● **EXCERPTED DATA**
--*--

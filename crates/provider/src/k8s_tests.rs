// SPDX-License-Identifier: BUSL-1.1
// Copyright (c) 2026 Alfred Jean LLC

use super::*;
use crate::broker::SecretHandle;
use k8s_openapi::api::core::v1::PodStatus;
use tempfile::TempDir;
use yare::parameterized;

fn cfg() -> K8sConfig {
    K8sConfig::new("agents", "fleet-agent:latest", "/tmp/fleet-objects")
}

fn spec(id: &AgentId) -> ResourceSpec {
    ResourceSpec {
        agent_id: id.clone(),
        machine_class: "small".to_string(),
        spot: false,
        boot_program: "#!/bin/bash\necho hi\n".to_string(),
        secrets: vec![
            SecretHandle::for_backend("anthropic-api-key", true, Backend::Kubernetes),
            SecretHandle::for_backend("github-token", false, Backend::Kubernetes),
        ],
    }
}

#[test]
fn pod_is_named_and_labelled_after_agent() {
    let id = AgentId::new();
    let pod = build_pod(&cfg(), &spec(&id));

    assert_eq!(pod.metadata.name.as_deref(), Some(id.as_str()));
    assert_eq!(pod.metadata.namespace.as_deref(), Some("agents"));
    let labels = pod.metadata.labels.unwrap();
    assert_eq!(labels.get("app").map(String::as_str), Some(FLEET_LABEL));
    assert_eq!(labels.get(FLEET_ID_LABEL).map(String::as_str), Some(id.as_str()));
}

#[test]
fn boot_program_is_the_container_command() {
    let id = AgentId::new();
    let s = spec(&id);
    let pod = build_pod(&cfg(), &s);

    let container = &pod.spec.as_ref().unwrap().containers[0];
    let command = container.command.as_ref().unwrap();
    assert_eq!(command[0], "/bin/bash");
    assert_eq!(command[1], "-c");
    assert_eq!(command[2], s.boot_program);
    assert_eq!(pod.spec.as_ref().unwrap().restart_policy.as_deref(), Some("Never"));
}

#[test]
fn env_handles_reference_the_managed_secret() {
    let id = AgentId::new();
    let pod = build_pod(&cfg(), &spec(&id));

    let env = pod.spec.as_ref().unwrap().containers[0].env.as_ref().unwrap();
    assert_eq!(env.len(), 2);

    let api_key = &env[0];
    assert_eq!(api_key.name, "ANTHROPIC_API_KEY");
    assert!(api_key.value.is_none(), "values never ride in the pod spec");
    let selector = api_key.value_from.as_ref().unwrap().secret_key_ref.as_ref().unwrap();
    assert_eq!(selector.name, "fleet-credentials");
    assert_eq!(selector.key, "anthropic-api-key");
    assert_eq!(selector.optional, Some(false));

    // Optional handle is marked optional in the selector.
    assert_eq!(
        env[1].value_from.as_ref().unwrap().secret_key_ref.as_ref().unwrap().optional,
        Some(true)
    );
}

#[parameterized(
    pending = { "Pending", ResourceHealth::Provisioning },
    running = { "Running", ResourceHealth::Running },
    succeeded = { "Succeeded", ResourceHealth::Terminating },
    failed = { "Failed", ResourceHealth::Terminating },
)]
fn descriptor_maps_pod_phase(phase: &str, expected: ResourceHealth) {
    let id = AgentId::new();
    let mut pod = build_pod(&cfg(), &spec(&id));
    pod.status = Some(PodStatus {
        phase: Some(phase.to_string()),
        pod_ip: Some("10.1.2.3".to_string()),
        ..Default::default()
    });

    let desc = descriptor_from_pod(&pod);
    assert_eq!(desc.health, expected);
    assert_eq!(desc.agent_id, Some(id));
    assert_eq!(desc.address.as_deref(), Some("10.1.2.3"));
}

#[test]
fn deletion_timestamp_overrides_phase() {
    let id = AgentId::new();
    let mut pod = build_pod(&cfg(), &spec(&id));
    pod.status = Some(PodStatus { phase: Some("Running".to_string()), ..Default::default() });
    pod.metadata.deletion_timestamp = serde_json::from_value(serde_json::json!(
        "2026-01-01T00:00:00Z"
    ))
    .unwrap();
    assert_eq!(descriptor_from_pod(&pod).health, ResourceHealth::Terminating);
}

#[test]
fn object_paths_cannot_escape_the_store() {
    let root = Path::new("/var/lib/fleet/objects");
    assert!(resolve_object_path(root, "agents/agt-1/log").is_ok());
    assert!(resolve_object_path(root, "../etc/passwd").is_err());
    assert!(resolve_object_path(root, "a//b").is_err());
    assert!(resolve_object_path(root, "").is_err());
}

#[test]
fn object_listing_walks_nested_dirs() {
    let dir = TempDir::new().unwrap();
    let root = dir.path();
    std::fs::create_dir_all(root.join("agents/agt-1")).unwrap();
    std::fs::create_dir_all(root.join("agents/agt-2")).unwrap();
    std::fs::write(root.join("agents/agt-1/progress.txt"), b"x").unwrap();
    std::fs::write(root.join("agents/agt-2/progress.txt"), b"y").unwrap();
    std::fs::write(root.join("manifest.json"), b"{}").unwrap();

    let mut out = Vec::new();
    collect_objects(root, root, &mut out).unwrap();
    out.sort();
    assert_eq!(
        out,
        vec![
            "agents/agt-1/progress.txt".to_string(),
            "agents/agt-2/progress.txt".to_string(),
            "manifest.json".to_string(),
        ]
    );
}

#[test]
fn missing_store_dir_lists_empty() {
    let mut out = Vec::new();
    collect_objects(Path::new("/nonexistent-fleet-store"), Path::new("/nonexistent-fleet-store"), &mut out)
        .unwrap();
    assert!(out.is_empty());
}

--*--

Reproduce all of the data exactly as given.

filename crates/provider/src/k8s_tests.rs
// SPDX-License-Identifier: BUSL-1.1
// Copyright (c) 2026 Alfred Jean LLC

use super::*;
use crate::broker::SecretHandle;
use k8s_openapi::api::core::v1::PodStatus;
use tempfile::TempDir;
use yare::parameterized;

fn cfg() -> K8sConfig {
    K8sConfig::new("agents", "fleet-agent:latest", "/tmp/fleet-objects")
}

fn spec(id: &AgentId) -> ResourceSpec {
    ResourceSpec {
        agent_id: id.clone(),
        machine_class: "small".to_string(),
        spot: false,
        boot_program: "#!/bin/bash\necho hi\n".to_string(),
        secrets: vec![
            SecretHandle::for_backend("anthropic-api-key", true, Backend::Kubernetes),
            SecretHandle::for_backend("github-token", false, Backend::Kubernetes),
        ],
    }
}

#[test]
fn pod_is_named_and_labelled_after_agent() {
    let id = AgentId::new();
    let pod = build_pod(&cfg(), &spec(&id));

    assert_eq!(pod.metadata.name.as_deref(), Some(id.as_str()));
    assert_eq!(pod.metadata.namespace.as_deref(), Some("agents"));
    let labels = pod.metadata.labels.unwrap();
    assert_eq!(labels.get("app").map(String::as_str), Some(FLEET_LABEL));
    assert_eq!(labels.get(FLEET_ID_LABEL).map(String::as_str), Some(id.as_str()));
}

#[test]
fn boot_program_is_the_container_command() {
    let id = AgentId::new();
    let s = spec(&id);
    let pod = build_pod(&cfg(), &s);

    let container = &pod.spec.as_ref().unwrap().containers[0];
    let command = container.command.as_ref().unwrap();
    assert_eq!(command[0], "/bin/bash");
    assert_eq!(command[1], "-c");
    assert_eq!(command[2], s.boot_program);
    assert_eq!(pod.spec.as_ref().unwrap().restart_policy.as_deref(), Some("Never"));
}

#[test]
fn env_handles_reference_the_managed_secret() {
    let id = AgentId::new();
    let pod = build_pod(&cfg(), &spec(&id));

    let env = pod.spec.as_ref().unwrap().containers[0].env.as_ref().unwrap();
    assert_eq!(env.len(), 2);

    let api_key = &env[0];
    assert_eq!(api_key.name, "ANTHROPIC_API_KEY");
    assert!(api_key.value.is_none(), "values never ride in the pod spec");
    let selector = api_key.value_from.as_ref().unwrap().secret_key_ref.as_ref().unwrap();
    assert_eq!(selector.name, "fleet-credentials");
    assert_eq!(selector.key, "anthropic-api-key");
    assert_eq!(selector.optional, Some(false));

    // Optional handle is marked optional in the selector.
    assert_eq!(
        env[1].value_from.as_ref().unwrap().secret_key_ref.as_ref().unwrap().optional,
        Some(true)
    );
}

#[parameterized(
    pending = { "Pending", ResourceHealth::Provisioning },
    running = { "Running", ResourceHealth::Running },
    succeeded = { "Succeeded", ResourceHealth::Terminating },
    failed = { "Failed", ResourceHealth::Terminating },
)]
fn descriptor_maps_pod_phase(phase: &str, expected: ResourceHealth) {
    let id = AgentId::new();
    let mut pod = build_pod(&cfg(), &spec(&id));
    pod.status = Some(PodStatus {
        phase: Some(phase.to_string()),
        pod_ip: Some("10.1.2.3".to_string()),
        ..Default::default()
    });

    let desc = descriptor_from_pod(&pod);
    assert_eq!(desc.health, expected);
    assert_eq!(desc.agent_id, Some(id));
    assert_eq!(desc.address.as_deref(), Some("10.1.2.3"));
}

#[test]
fn deletion_timestamp_overrides_phase() {
    let id = AgentId::new();
    let mut pod = build_pod(&cfg(), &spec(&id));
    pod.status = Some(PodStatus { phase: Some("Running".to_string()), ..Default::default() });
    pod.metadata.deletion_timestamp = serde_json::from_value(serde_json::json!(
        "2026-01-01T00:00:00Z"
    ))
    .unwrap();
    assert_eq!(descriptor_from_pod(&pod).health, ResourceHealth::Terminating);
}

#[test]
fn object_paths_cannot_escape_the_store() {
    let root = Path::new("/var/lib/fleet/objects");
    assert!(resolve_object_path(root, "agents/agt-1/log").is_ok());
    assert!(resolve_object_path(root, "../etc/passwd").is_err());
    assert!(resolve_object_path(root, "a//b").is_err());
    assert!(resolve_object_path(root, "").is_err());
}

#[test]
fn object_listing_walks_nested_dirs() {
    let dir = TempDir::new().unwrap();
    let root = dir.path();
    std::fs::create_dir_all(root.join("agents/agt-1")).unwrap();
    std::fs::create_dir_all(root.join("agents/agt-2")).unwrap();
    std::fs::write(root.join("agents/agt-1/progress.txt"), b"x").unwrap();
    std::fs::write(root.join("agents/agt-2/progress.txt"), b"y").unwrap();
    std::fs::write(root.join("manifest.json"), b"{}").unwrap();

    let mut out = Vec::new();
    collect_objects(root, root, &mut out).unwrap();
    out.sort();
    assert_eq!(
        out,
        vec![
            "agents/agt-1/progress.txt".to_string(),
            "agents/agt-2/progress.txt".to_string(),
            "manifest.json".to_string(),
        ]
    );
}

#[test]
fn missing_store_dir_lists_empty() {
    let mut out = Vec::new();
    collect_objects(Path::new("/nonexistent-fleet-store"), Path::new("/nonexistent-fleet-store"), &mut out)
        .unwrap();
    assert!(out.is_empty());
}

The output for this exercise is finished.